La domanda rimane sempre la stessa: cos’è nato prima fra l’uovo o la gallina? Nella modalità in cui il Dottor Manhattan percepisce il tempo, uovo e gallina possono coesistere nello stesso momento, divisi da un piano temporale; proprio da un uovo Damon Lindelof segna l’inizio e la fine di questa serie, e non è stata certo una scelta casuale.

La sua visione diWatchmen, libero sequel sia dell’opera di Dave Gibbons e Alan Moore (ma non diteglielo, ha già pronti stormi di avvocati da lanciare contro tutto il globo) per spirito drammaturgico, sia, almeno un pochetto, anche del Watchmen di Snyder per la costruzione di ogni singola immagine,  è quanto di più vicino si possa pensare al miracolo televisivo.

watchmen recensione

Nessuno e proprio nessuno avrebbe scommesso su un prodotto del genere: da un pilastro fondamentale dei comics, Watchmen è ancora oggi uno dei punti più alti per il fumetto mondiale, una stella inarrivabile che riesce a brillare e segnare la via nel cielo per tante altre storie e autori, a dimostrazione che qualunque medium, con il giusto messaggio e contestualizzazione, può davvero aspirare ad ambizioni titaniche.
Questo è stato Watchmen fumetto, laddove il film Watchmen  firmato Snyder, che ha tra le sue fila tanti detrattori quanti amanti, volgeva al centro della sua visione due personaggi ben distinti: Il Comico e il Dottor Manhattan, uomini dalle forti  impostazioni morali che venivano costruiti come facciate di una stessa medaglia, due pesi e due misure che gravavano senza filtri sul destino del mondo e del pericolo atomico, sempre più sbuffante sul collo di tutta l’umanità.
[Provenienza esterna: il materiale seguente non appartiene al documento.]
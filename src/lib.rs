//! # JamLink
//!
//! Real-time collaborative-audio session core: the synchronization layer
//! that lets one plugin instance span three timing domains without
//! glitches or deadlocks.
//!
//! ## Architecture Overview
//!
//! ```text
//!  AUDIO THREAD (host callback, hard real-time)
//!  ┌──────────────────────────────────────────────┐
//!  │ AudioProcessor                               │
//!  │   TransientBeatTracker + StereoPeakMeter     │
//!  │   reads/writes AtomicSnapshot atomics ONLY   │
//!  └───────────────┬──────────────────────────────┘
//!                  │ lock-free atomics
//!  ┌───────────────▼──────────────────────────────┐
//!  │ SessionBridge (Arc, one per plugin instance) │
//!  │   AtomicSnapshot   LicenseGate   shutdown    │
//!  │   commands ◄── BoundedChannel ─── UI         │
//!  │   events   ──► BoundedChannel ──► UI         │
//!  │   chat     ──► BoundedChannel ──► UI         │
//!  └───────────────┬──────────────────────────────┘
//!                  │ serialization lock (client calls)
//!  ┌───────────────▼──────────────────────────────┐
//!  │ SESSION THREAD (may block)                   │
//!  │ SessionLoop: drain commands → step client →  │
//!  │   publish events/snapshot → adaptive sleep   │
//!  │   license prompt blocks here, shutdown-safe  │
//!  └──────────────────────────────────────────────┘
//!
//!  UI THREAD (fixed render cadence)
//!    UiHandle: push commands, drain events/chat,
//!    read snapshot, answer license prompts
//! ```
//!
//! The audio thread never blocks, allocates, or takes a lock; the session
//! thread may block on socket work and on the license rendezvous; the UI
//! thread observes a consistent-enough view through the snapshot without
//! either of the others ever waiting on it.

pub mod audio;
pub mod bridge;
pub mod config;
pub mod error;
pub mod plugin;
pub mod session;
pub mod sync;

pub use bridge::SessionBridge;
pub use error::{Error, Result};
pub use plugin::{JamLinkPlugin, UiHandle};

/// Application-wide constants
pub mod constants {
    use std::time::Duration;

    /// UI → session command queue slots.
    pub const COMMAND_QUEUE_CAPACITY: usize = 256;

    /// Session → UI event queue slots.
    pub const EVENT_QUEUE_CAPACITY: usize = 256;

    /// Dedicated chat queue slots, kept apart from events so chat bursts
    /// cannot evict state changes.
    pub const CHAT_QUEUE_CAPACITY: usize = 128;

    /// Session loop sleep while disconnected (20 Hz poll).
    pub const SESSION_SLEEP_DISCONNECTED: Duration = Duration::from_millis(50);

    /// Session loop sleep while connecting or connected (50 Hz poll).
    pub const SESSION_SLEEP_CONNECTED: Duration = Duration::from_millis(20);

    /// How long the license rendezvous waits before treating silence as a
    /// rejection.
    pub const LICENSE_TIMEOUT: Duration = Duration::from_secs(60);

    /// Default local channel bitrate in kbps.
    pub const DEFAULT_LOCAL_BITRATE: i32 = 128;

    /// Default transient detector sensitivity.
    pub const DEFAULT_TRANSIENT_THRESHOLD: f32 = 0.25;
}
nessuno avrebbe scommesso sulla riuscita di un prodotto del genere con a capo il nome Watchmen

Spostandosi decenni dopo, Lindelof crea l’unico sequel davvero immaginabile, smontando lo stesso fumetto nei suoi piccolissimi ingranaggi, proprio come farebbe il Dottor Manhattan, per poi prendere i giusti strumenti per costruirvi sopra la sua storia: un omicidio, un mistero, un complotto, il passato che torna violento nella vita dei nostri protagonisti e la stessa necessità di preservare il buono per costruire un futuro migliore, in questo caso tramutato nell’ossessione dell’eredità fatta di carne e sangue, figli e intenti: un circo di maschere che giocano e si nascondono dietro la battaglia più vecchia del mondo: quella del razzismo.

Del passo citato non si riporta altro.